State officials have been focusing education and outreach on vaccine-wary Black, Hispanic, and immigrant communities. But surveys show other pockets of vaccine resistance in rural areas, among political conservatives, and from newly eligible “young invincibles” who either don’t trust the vaccine or don’t think they’ll get seriously ill if they’re infected with COVID-19.
At vaccination sites in Central Massachusetts, “we’re not seeing too many [vaccine seekers] over 18 and up to 25,” said Olga Brown, vaccine program manager for the UMass Memorial Health system. “The majority of people are 30 and up.”

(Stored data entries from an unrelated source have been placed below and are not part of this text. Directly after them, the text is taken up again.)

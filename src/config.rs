use crate::intro::sequencer::IntroTiming;

/// Brand letters broken open by the intro, one block each.
pub const INTRO_LABELS: &str = "DIGAO";
/// Session storage flag set once the intro has played.
pub const INTRO_SHOWN_KEY: &str = "introShown";
pub const DARK_MODE_KEY: &str = "darkMode";

pub fn get_github_api_base() -> &'static str {
    "https://api.github.com"
}

pub fn get_github_username() -> &'static str {
    "digaotech"
}

#[cfg(debug_assertions)]
pub fn intro_timing() -> IntroTiming {
    // Skip shows up sooner while developing
    IntroTiming {
        skip_arm_ms: 1000,
        ..IntroTiming::default()
    }
}

#[cfg(not(debug_assertions))]
pub fn intro_timing() -> IntroTiming {
    IntroTiming::default()
}
use wasm_bindgen_futures::spawn_local;
use web_sys::MouseEvent;
use yew::prelude::*;

use crate::config;
use crate::services::github::{
    enrich_topics, fetch_repo_languages, fetch_user_profile, fetch_user_repos, format_date,
    language_breakdown, language_color, GitHubRepo, GitHubUser,
};

struct FeaturedProject {
    title: &'static str,
    description: &'static str,
    image: &'static str,
    tech: [&'static str; 4],
}

const FEATURED: [FeaturedProject; 3] = [
    FeaturedProject {
        title: "E-commerce Moderno",
        description: "Plataforma completa de e-commerce com React, Node.js, Stripe e dashboard administrativo.",
        image: "https://images.unsplash.com/photo-1556742049-0cfed4f6a45d?ixlib=rb-4.0.3&auto=format&fit=crop&w=800&q=80",
        tech: ["React", "Node.js", "MongoDB", "Stripe"],
    },
    FeaturedProject {
        title: "Sistema de Gestão",
        description: "ERP completo para pequenas e médias empresas com controle de estoque, vendas e financeiro.",
        image: "https://images.unsplash.com/photo-1551288049-bebda4e38f71?ixlib=rb-4.0.3&auto=format&fit=crop&w=800&q=80",
        tech: ["Vue.js", "Laravel", "MySQL", "Docker"],
    },
    FeaturedProject {
        title: "App de Delivery",
        description: "Aplicativo mobile para delivery com geolocalização, pagamentos online e sistema de avaliações.",
        image: "https://images.unsplash.com/photo-1565299624946-b28f40a0ca4b?ixlib=rb-4.0.3&auto=format&fit=crop&w=800&q=80",
        tech: ["React Native", "Firebase", "Maps API", "PayPal"],
    },
];

fn featured_card(project: &FeaturedProject) -> Html {
    html! {
        <div class="card featured-card">
            <div class="featured-image">
                <img src={project.image} alt={project.title} />
            </div>
            <div class="featured-body">
                <h4>{project.title}</h4>
                <p>{project.description}</p>
                <div class="tags">
                    { for project.tech.iter().map(|tech| html! { <span class="tag">{*tech}</span> }) }
                </div>
                <div class="featured-links">
                    <a href="#">{"Demo"}</a>
                    <a href="#">{"Código"}</a>
                </div>
            </div>
        </div>
    }
}

#[derive(Properties, PartialEq)]
pub struct RepoCardProps {
    pub repo: GitHubRepo,
}

#[function_component(RepoCard)]
pub fn repo_card(props: &RepoCardProps) -> Html {
    let repo = &props.repo;
    let languages = use_state(|| None::<Vec<(String, f64)>>);

    let load_languages = {
        let languages = languages.clone();
        let name = repo.name.clone();
        Callback::from(move |e: MouseEvent| {
            e.prevent_default();
            if languages.is_some() {
                languages.set(None);
                return;
            }
            let languages = languages.clone();
            let name = name.clone();
            spawn_local(async move {
                let bytes = fetch_repo_languages(config::get_github_username(), &name).await;
                languages.set(Some(language_breakdown(&bytes)));
            });
        })
    };

    let language = repo.language.as_deref();
    let dot_style = format!("background: {};", language_color(language));

    html! {
        <div class="card repo-card">
            <div class="repo-header">
                <h4>{repo.name.clone()}</h4>
                <a href={repo.html_url.clone()} target="_blank" rel="noopener noreferrer">{"↗"}</a>
            </div>
            <p class="repo-description">
                {repo.description.clone().unwrap_or_else(|| "Sem descrição".to_string())}
            </p>
            <div class="repo-meta">
                {
                    if let Some(language) = language {
                        html! {
                            <span class="repo-language">
                                <span class="language-dot" style={dot_style}></span>
                                {language.to_string()}
                            </span>
                        }
                    } else {
                        html! {}
                    }
                }
                <span>{format!("★ {}", repo.stargazers_count)}</span>
                <span>{format!("⑂ {}", repo.forks_count)}</span>
            </div>
            <div class="tags">
                { for repo.topics.iter().take(3).map(|topic| html! { <span class="tag">{topic.clone()}</span> }) }
            </div>
            <div class="repo-footer">
                <span class="repo-updated">{format!("Atualizado em {}", format_date(&repo.updated_at))}</span>
                <button class="link-button" onclick={load_languages}>
                    { if languages.is_some() { "Ocultar linguagens" } else { "Linguagens" } }
                </button>
            </div>
            {
                match &*languages {
                    Some(shares) if shares.is_empty() => html! {
                        <p class="repo-languages">{"Sem dados de linguagens"}</p>
                    },
                    Some(shares) => html! {
                        <ul class="repo-languages">
                            { for shares.iter().map(|(name, share)| html! {
                                <li>
                                    <span class="language-dot" style={format!("background: {};", language_color(Some(name.as_str())))}></span>
                                    {format!("{} {:.1}%", name, share)}
                                </li>
                            }) }
                        </ul>
                    },
                    None => html! {},
                }
            }
        </div>
    }
}

fn profile_strip(user: &GitHubUser) -> Html {
    html! {
        <a class="github-profile" href={user.html_url.clone()} target="_blank" rel="noopener noreferrer">
            <img src={user.avatar_url.clone()} alt={user.login.clone()} />
            <span>{format!("@{}", user.login)}</span>
            <span>{format!("{} repositórios", user.public_repos)}</span>
            <span>{format!("{} seguidores", user.followers)}</span>
        </a>
    }
}

#[function_component(ProjectsSection)]
pub fn projects_section() -> Html {
    let repos = use_state(Vec::<GitHubRepo>::new);
    let profile = use_state(|| None::<GitHubUser>);
    let loading = use_state(|| true);

    {
        let repos = repos.clone();
        let profile = profile.clone();
        let loading = loading.clone();
        use_effect_with_deps(move |_| {
            spawn_local(async move {
                let username = config::get_github_username();
                let listed = fetch_user_repos(username).await;
                let listed = enrich_topics(username, listed).await;
                gloo_console::log!(format!("Loaded {} repositories", listed.len()));
                repos.set(listed);
                loading.set(false);
                profile.set(fetch_user_profile(username).await);
            });
            || ()
        }, ());
    }

    let repo_view = if *loading {
        html! {
            <div class="repo-loading">
                <div class="spinner"></div>
                <p>{"Carregando projetos do GitHub..."}</p>
            </div>
        }
    } else {
        html! {
            <div class="repo-grid">
                { for repos.iter().map(|repo| html! { <RepoCard key={repo.id} repo={repo.clone()} /> }) }
            </div>
        }
    };

    html! {
        <section id="projects" class="section muted">
            <div class="container">
                <div class="section-heading">
                    <h2>{"Nossos "}<span class="gradient-text">{"Projetos"}</span></h2>
                    <div class="divider"></div>
                    <p>{"Conheça alguns dos projetos que desenvolvemos para nossos clientes e contribuições open source."}</p>
                </div>

                <h3 class="subsection-title">{"Projetos em Destaque"}</h3>
                <div class="featured-grid">
                    { for FEATURED.iter().map(featured_card) }
                </div>

                <div class="subsection-header">
                    <h3 class="subsection-title">{"Repositórios no GitHub"}</h3>
                    {
                        match &*profile {
                            Some(user) => profile_strip(user),
                            None => html! {},
                        }
                    }
                </div>
                {repo_view}

                <div class="center">
                    <a class="button-outline"
                        href={format!("https://github.com/{}", config::get_github_username())}
                        target="_blank" rel="noopener noreferrer">
                        {"Ver todos no GitHub"}
                    </a>
                </div>
            </div>
        </section>
    }
}
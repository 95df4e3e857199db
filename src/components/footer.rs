use chrono::Datelike;
use web_sys::{window, MouseEvent};
use yew::prelude::*;

use super::header::NAV_ITEMS;

const SOCIALS: [(&str, &str); 4] = [
    ("LinkedIn", "💼"),
    ("GitHub", "🐙"),
    ("Twitter", "🐦"),
    ("Instagram", "📷"),
];

const FOOTER_SERVICES: [&str; 6] = [
    "Desenvolvimento Web",
    "Apps Mobile",
    "Soluções Cloud",
    "Automações & IA",
    "APIs & Integrações",
    "Consultoria Tech",
];

#[function_component(Footer)]
pub fn footer() -> Html {
    let year = chrono::Utc::now().year();

    let scroll_to_top = Callback::from(|e: MouseEvent| {
        e.prevent_default();
        if let Some(window) = window() {
            window.scroll_to_with_x_and_y(0.0, 0.0);
        }
    });

    html! {
        <footer class="site-footer">
            <div class="container footer-grid">
                <div class="footer-brand">
                    <div class="nav-logo">
                        <span class="logo-badge">{"D"}</span>
                        <span class="gradient-text">{"DIGAOTECH"}</span>
                    </div>
                    <p>{"Transformando ideias em soluções tecnológicas inovadoras. Desenvolvimento web, mobile, automações e IA para impulsionar seu negócio."}</p>
                    <div class="socials">
                        { for SOCIALS.iter().map(|(name, icon)| html! {
                            <a href="#" class="social-link" title={*name}>{*icon}</a>
                        }) }
                    </div>
                </div>

                <div>
                    <h3>{"Links Rápidos"}</h3>
                    <ul>
                        { for NAV_ITEMS.iter().map(|(name, href)| html! {
                            <li><a href={*href}>{*name}</a></li>
                        }) }
                    </ul>
                </div>

                <div>
                    <h3>{"Serviços"}</h3>
                    <ul>
                        { for FOOTER_SERVICES.iter().map(|service| html! { <li><span>{*service}</span></li> }) }
                    </ul>
                </div>
            </div>

            <div class="container footer-bottom">
                <span>{format!("© {} Digaotech. Desenvolvido com ❤️ e muito ☕", year)}</span>
                <button class="back-to-top" onclick={scroll_to_top}>{"Voltar ao topo ↑"}</button>
            </div>
        </footer>
    }
}
use gloo_timers::callback::{Interval, Timeout};
use web_sys::MouseEvent;
use yew::prelude::*;

use crate::config;
use super::sequencer::{IntroSequencer, IntroTiming, Millis, SkipOutcome};
use super::state::{steps_from_labels, RunState, Step};

const TICK_MS: u32 = 16;
const BLOCK_ORIGIN: f64 = 40.0;
const BLOCK_SPACING: f64 = 120.0;
const GROUND_OFFSET: f64 = 96.0;

fn default_labels() -> AttrValue {
    AttrValue::from(config::INTRO_LABELS)
}

#[derive(Properties, PartialEq)]
pub struct IntroAnimationProps {
    pub on_complete: Callback<()>,
    #[prop_or_else(default_labels)]
    pub labels: AttrValue,
    #[prop_or_else(config::intro_timing)]
    pub timing: IntroTiming,
}

/// Milliseconds on the page clock. Falls back to wall time when the
/// performance API is missing so the run still moves forward.
fn host_now() -> Millis {
    web_sys::window()
        .and_then(|w| w.performance())
        .map(|p| p.now())
        .unwrap_or_else(|| chrono::Utc::now().timestamp_millis() as f64)
        .max(0.0) as Millis
}

fn render_step(step: &Step, current: Option<usize>) -> Html {
    let left = format!("left: {:.0}px;", step.target_position);
    let block = if step.broken {
        html! { <span class="intro-letter">{step.label.to_string()}</span> }
    } else {
        html! {
            <div class={classes!("intro-block", (current == Some(step.index)).then(|| "active"))}>
                <span class="intro-mark">{"?"}</span>
                <span class="intro-hidden-letter">{step.label.to_string()}</span>
            </div>
        }
    };

    html! {
        <div class="intro-slot" style={left}>
            {block}
            {
                if step.reward_visible {
                    html! { <div class="intro-coin">{"$"}</div> }
                } else {
                    html! {}
                }
            }
        </div>
    }
}

#[function_component(IntroAnimation)]
pub fn intro_animation(props: &IntroAnimationProps) -> Html {
    let sequencer = {
        let on_complete = props.on_complete.clone();
        let labels = props.labels.clone();
        let timing = props.timing;
        use_mut_ref(move || {
            let steps = steps_from_labels(&labels, BLOCK_ORIGIN, BLOCK_SPACING);
            IntroSequencer::new(steps, timing, move || {
                // Emitted on a fresh task: the page unmounts us in response,
                // which drops the interval that is running this callback.
                Timeout::new(0, move || on_complete.emit(())).forget();
            })
        })
    };
    let redraw = use_force_update();

    {
        let sequencer = sequencer.clone();
        let redraw = redraw.clone();
        use_effect_with_deps(move |_| {
            sequencer.borrow_mut().start(host_now());

            let tick = {
                let sequencer = sequencer.clone();
                Interval::new(TICK_MS, move || {
                    let live = {
                        let mut seq = sequencer.borrow_mut();
                        let was_live = seq.run_state() != RunState::Done;
                        seq.advance(host_now());
                        was_live
                    };
                    if live {
                        redraw.force_update();
                    }
                })
            };

            move || {
                drop(tick);
                if let Ok(mut seq) = sequencer.try_borrow_mut() {
                    seq.teardown();
                }
            }
        }, ());
    }

    let on_skip = {
        let sequencer = sequencer.clone();
        let redraw = redraw.clone();
        Callback::from(move |e: MouseEvent| {
            e.prevent_default();
            let outcome = sequencer.borrow_mut().skip(host_now());
            if outcome == SkipOutcome::Accepted {
                redraw.force_update();
            }
        })
    };

    let (row, actor, skip_armed, finishing) = {
        let seq = sequencer.borrow();
        let current = seq.current_step();
        let row: Html = seq.steps().iter().map(|step| render_step(step, current)).collect();
        (row, seq.actor().clone(), seq.is_skip_armed(), seq.run_state().is_finishing())
    };
    let actor_style = format!(
        "left: {:.1}px; bottom: {:.1}px;",
        actor.position,
        GROUND_OFFSET + actor.elevation
    );

    html! {
        <div class={classes!("intro-overlay", finishing.then(|| "finishing"))}>
            <style>{INTRO_CSS}</style>
            <div class="intro-stage">
                <div class="intro-cloud cloud-a"></div>
                <div class="intro-cloud cloud-b"></div>
                <div class="intro-cloud cloud-c"></div>

                <div class="intro-row">
                    {row}
                </div>

                {
                    if actor.visible {
                        html! {
                            <div class={classes!("intro-actor", actor.in_motion.then(|| "walking"))} style={actor_style}>
                                <div class="actor-hat"></div>
                                <div class="actor-face"></div>
                                <div class="actor-shirt"></div>
                                <div class="actor-overalls"></div>
                                <div class="actor-leg left"></div>
                                <div class="actor-leg right"></div>
                            </div>
                        }
                    } else {
                        html! {
                            <div class="intro-logo">{"DIGAOTECH"}</div>
                        }
                    }
                }

                <div class="intro-ground"></div>

                {
                    if skip_armed {
                        html! {
                            <button class="intro-skip" onclick={on_skip}>
                                {"Pular animação"}
                            </button>
                        }
                    } else {
                        html! {}
                    }
                }
            </div>
        </div>
    }
}

const INTRO_CSS: &str = r#"
    .intro-overlay {
        position: fixed;
        inset: 0;
        z-index: 50;
        display: flex;
        align-items: center;
        justify-content: center;
        background: linear-gradient(to bottom, #60a5fa, #2563eb);
    }
    .intro-overlay.finishing {
        transition: opacity 1s ease-out;
    }
    .intro-stage {
        position: relative;
        width: 100%;
        max-width: 56rem;
        height: 28rem;
        margin: 0 auto;
    }
    .intro-row {
        position: absolute;
        top: 6rem;
        left: 0;
        right: 0;
        height: 5rem;
    }
    .intro-slot {
        position: absolute;
        width: 5rem;
        height: 5rem;
    }
    .intro-block {
        width: 5rem;
        height: 5rem;
        display: flex;
        align-items: center;
        justify-content: center;
        position: relative;
        border: 4px solid #854d0e;
        background: linear-gradient(135deg, #DAA520 0%, #B8860B 50%, #CD853F 100%);
        box-shadow: inset 0 0 0 2px #FFD700, 0 4px 8px rgba(0,0,0,0.3);
    }
    .intro-block.active {
        animation: intro-pulse 1s ease-in-out infinite;
    }
    .intro-mark {
        color: #fef08a;
        font-weight: bold;
        font-size: 1.875rem;
    }
    .intro-hidden-letter {
        position: absolute;
        inset: 0;
        display: flex;
        align-items: center;
        justify-content: center;
        color: #fef9c3;
        font-weight: bold;
        opacity: 0.5;
    }
    .intro-letter {
        display: flex;
        width: 5rem;
        height: 5rem;
        align-items: center;
        justify-content: center;
        font-size: 3.75rem;
        font-weight: bold;
        color: #FFD700;
        animation: intro-bounce 1s infinite;
    }
    .intro-coin {
        position: absolute;
        top: -2rem;
        left: 50%;
        transform: translateX(-50%);
        width: 2rem;
        height: 2rem;
        border-radius: 9999px;
        background: #FFD700;
        color: #713f12;
        font-size: 0.75rem;
        font-weight: bold;
        display: flex;
        align-items: center;
        justify-content: center;
        box-shadow: 0 0 12px #FFD700;
        animation: intro-coin-drop 0.6s ease-out;
    }
    .intro-actor {
        position: absolute;
        width: 4rem;
        height: 5rem;
    }
    .intro-actor.walking .actor-leg.left { transform: rotate(12deg); }
    .intro-actor.walking .actor-leg.right { transform: rotate(-12deg); }
    .actor-hat { position: absolute; top: 0; left: 0.5rem; width: 3rem; height: 1rem; background: #dc2626; border-radius: 0.5rem 0.5rem 0 0; }
    .actor-face { position: absolute; top: 0.75rem; left: 0.25rem; width: 3.5rem; height: 2rem; background: #fdbcb4; border-radius: 0.5rem; }
    .actor-shirt { position: absolute; top: 2rem; left: 0; width: 4rem; height: 2rem; background: #2563eb; border-radius: 0.25rem; }
    .actor-overalls { position: absolute; top: 3rem; left: 0.5rem; width: 3rem; height: 1.5rem; background: #dc2626; border-radius: 0.25rem; }
    .actor-leg { position: absolute; top: 4rem; width: 0.75rem; height: 1rem; background: #8b4513; border-radius: 0.25rem; }
    .actor-leg.left { left: 1rem; }
    .actor-leg.right { left: 2.25rem; }
    .intro-ground {
        position: absolute;
        left: 0;
        right: 0;
        bottom: 0;
        height: 4rem;
        background: linear-gradient(to top, #16a34a, #4ade80);
    }
    .intro-cloud { position: absolute; background: white; border-radius: 9999px; opacity: 0.8; }
    .cloud-a { top: 2.5rem; left: 2.5rem; width: 4rem; height: 2rem; }
    .cloud-b { top: 5rem; right: 5rem; width: 5rem; height: 2.5rem; }
    .cloud-c { top: 4rem; left: 33%; width: 3rem; height: 1.5rem; }
    .intro-logo {
        position: absolute;
        left: 0;
        right: 0;
        bottom: 6rem;
        text-align: center;
        font-size: 3rem;
        font-weight: bold;
        color: white;
        letter-spacing: 0.2em;
        animation: intro-fade 0.5s ease-in;
    }
    .intro-skip {
        position: absolute;
        right: 1rem;
        top: 1rem;
        padding: 0.5rem 1rem;
        border: 1px solid rgba(255,255,255,0.6);
        border-radius: 0.5rem;
        background: rgba(0,0,0,0.25);
        color: white;
        cursor: pointer;
        animation: intro-fade 0.3s ease-in;
    }
    .intro-skip:hover { background: rgba(0,0,0,0.4); }
    @keyframes intro-pulse { 50% { opacity: 0.6; } }
    @keyframes intro-bounce { 0%, 100% { transform: translateY(0); } 50% { transform: translateY(-25%); } }
    @keyframes intro-coin-drop { from { transform: translate(-50%, 1rem); opacity: 0; } to { transform: translate(-50%, 0); opacity: 1; } }
    @keyframes intro-fade { from { opacity: 0; } to { opacity: 1; } }
"#;
use thiserror::Error;

/// Failures inside a scheduled continuation. The sequencer never surfaces
/// these to the page; it logs them and completes early instead.
#[derive(Debug, Error, PartialEq)]
pub enum IntroError {
    #[error("step {0} is not part of this run")]
    MissingStep(usize),
    #[error("step {index} has a non-finite target position ({target})")]
    InvalidTarget { index: usize, target: f64 },
    #[error("jump height must be finite, got {0}")]
    InvalidJumpHeight(f64),
}
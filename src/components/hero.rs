use yew::prelude::*;

const STATS: [(&str, &str, &str); 4] = [
    ("50+", "Projetos", "accent-blue"),
    ("5+", "Anos", "accent-gold"),
    ("30+", "Clientes", "accent-blue"),
    ("24/7", "Suporte", "accent-gold"),
];

#[function_component(HeroSection)]
pub fn hero_section() -> Html {
    html! {
        <section id="home" class="hero">
            <div class="hero-glow glow-a"></div>
            <div class="hero-glow glow-b"></div>

            <div class="container hero-content">
                <h1 class="hero-title">
                    <span class="gradient-text glow-pulse">{"DIGAOTECH"}</span>
                </h1>
                <div class="divider"></div>

                <h2 class="hero-subtitle">
                    {"Transformando ideias em"}
                    <span class="accent-blue">{" soluções tecnológicas"}</span>
                </h2>

                <p class="hero-description">
                    {"Desenvolvimento de sistemas, automações inteligentes, integrações de APIs e soluções em IA para impulsionar seu negócio para o futuro digital."}
                </p>

                <div class="hero-actions">
                    <a href="#projects" class="button-primary">{"Ver Projetos"}</a>
                    <a href="#contact" class="button-outline">{"Fale Conosco"}</a>
                </div>

                <div class="hero-stats">
                    { for STATS.iter().map(|(value, label, accent)| html! {
                        <div class="stat">
                            <div class={classes!("stat-value", *accent)}>{*value}</div>
                            <div class="stat-label">{*label}</div>
                        </div>
                    }) }
                </div>
            </div>

            <a href="#about" class="scroll-hint">{"⌄"}</a>
        </section>
    }
}
use yew::prelude::*;

const FEATURES: [(&str, &str, &str); 4] = [
    ("</>", "Código Limpo", "Desenvolvimento com as melhores práticas e padrões da indústria"),
    ("⚡", "Performance", "Soluções otimizadas para máxima velocidade e eficiência"),
    ("👥", "Colaboração", "Trabalho em equipe e comunicação transparente em todos os projetos"),
    ("🏆", "Qualidade", "Compromisso com a excelência em cada linha de código"),
];

const VALUES: [&str; 5] = [
    "Excelência em cada projeto",
    "Inovação constante",
    "Transparência total",
    "Foco no cliente",
    "Compromisso com prazos",
];

#[function_component(AboutSection)]
pub fn about_section() -> Html {
    html! {
        <section id="about" class="section muted">
            <div class="container">
                <div class="section-heading">
                    <h2>{"Sobre a "}<span class="gradient-text">{"Digaotech"}</span></h2>
                    <div class="divider"></div>
                    <p>{"Somos uma empresa especializada em transformar desafios complexos em soluções tecnológicas elegantes e eficientes."}</p>
                </div>

                <div class="two-columns">
                    <div class="about-text">
                        <div>
                            <h3 class="accent-blue">{"Nossa Missão"}</h3>
                            <p>{"Democratizar o acesso à tecnologia de ponta, oferecendo soluções inovadoras que impulsionam o crescimento e a eficiência dos nossos clientes, sempre priorizando a qualidade, a segurança e a sustentabilidade."}</p>
                        </div>
                        <div>
                            <h3 class="accent-gold">{"Nossa Visão"}</h3>
                            <p>{"Ser referência nacional em desenvolvimento de soluções tecnológicas personalizadas, reconhecida pela excelência técnica, inovação constante e pelo impacto positivo que geramos na transformação digital das empresas."}</p>
                        </div>
                        <div>
                            <h3>{"Nossos Valores"}</h3>
                            <ul class="values">
                                { for VALUES.iter().enumerate().map(|(i, value)| html! {
                                    <li>
                                        <span class={classes!("dot", if i % 2 == 0 { "blue" } else { "gold" })}></span>
                                        <span>{*value}</span>
                                    </li>
                                }) }
                            </ul>
                        </div>
                    </div>

                    <div class="feature-grid">
                        { for FEATURES.iter().map(|(icon, title, description)| html! {
                            <div class="card feature-card">
                                <div class="feature-icon">{*icon}</div>
                                <h4>{*title}</h4>
                                <p>{*description}</p>
                            </div>
                        }) }
                    </div>
                </div>

                <div class="team">
                    <h3>{"Nossa "}<span class="gradient-text">{"Equipe"}</span></h3>
                    <div class="card team-card">
                        <div class="avatar-initials">{"DT"}</div>
                        <div>
                            <h4>{"Rodrigo Santos"}</h4>
                            <p class="accent-blue">{"Founder & CEO"}</p>
                            <p>{"Desenvolvedor Full Stack com mais de 8 anos de experiência em tecnologias web modernas, especialista em React, Node.js, Python e arquiteturas cloud. Apaixonado por criar soluções que fazem a diferença no mundo real."}</p>
                        </div>
                    </div>
                </div>
            </div>
        </section>
    }
}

Brown said the Worcester-based UMass system has registered a slight decline in shots administered at its standing and mobile sites. But a third of its first-dose shots are now available one day after an appointment is made. And the no-show rate has recently doubled from 3 to 6 percent.
Michelucci at Baystate Health said some younger people were vaccinated before April 19 because they were essential workers or had health conditions that qualified them for early shots. But, “you’ve got Gen Z’s and millennials, and their acceptance rate is far lower” overall, he said. “We’re heading into warmer weather, and many people are being flip about it. They feel they’re going to be outside more so they don’t need this.”
Of special concern to the Wellforce health system, based in Burlington, are young people in the urban areas it serves.
“In Hispanic and Black communities, younger people have been a little more hesitant to accept the vaccine,” said Dr. Gabriela Andujar Vazquez, infectious disease specialist at Tufts Medical Center in Boston, the system’s anchor hospital.
At the Lawrence Family Health Center, which is trying to vaccinate a similar population, a new strategy is emerging.
“It may be us going to them,” said Napolitano.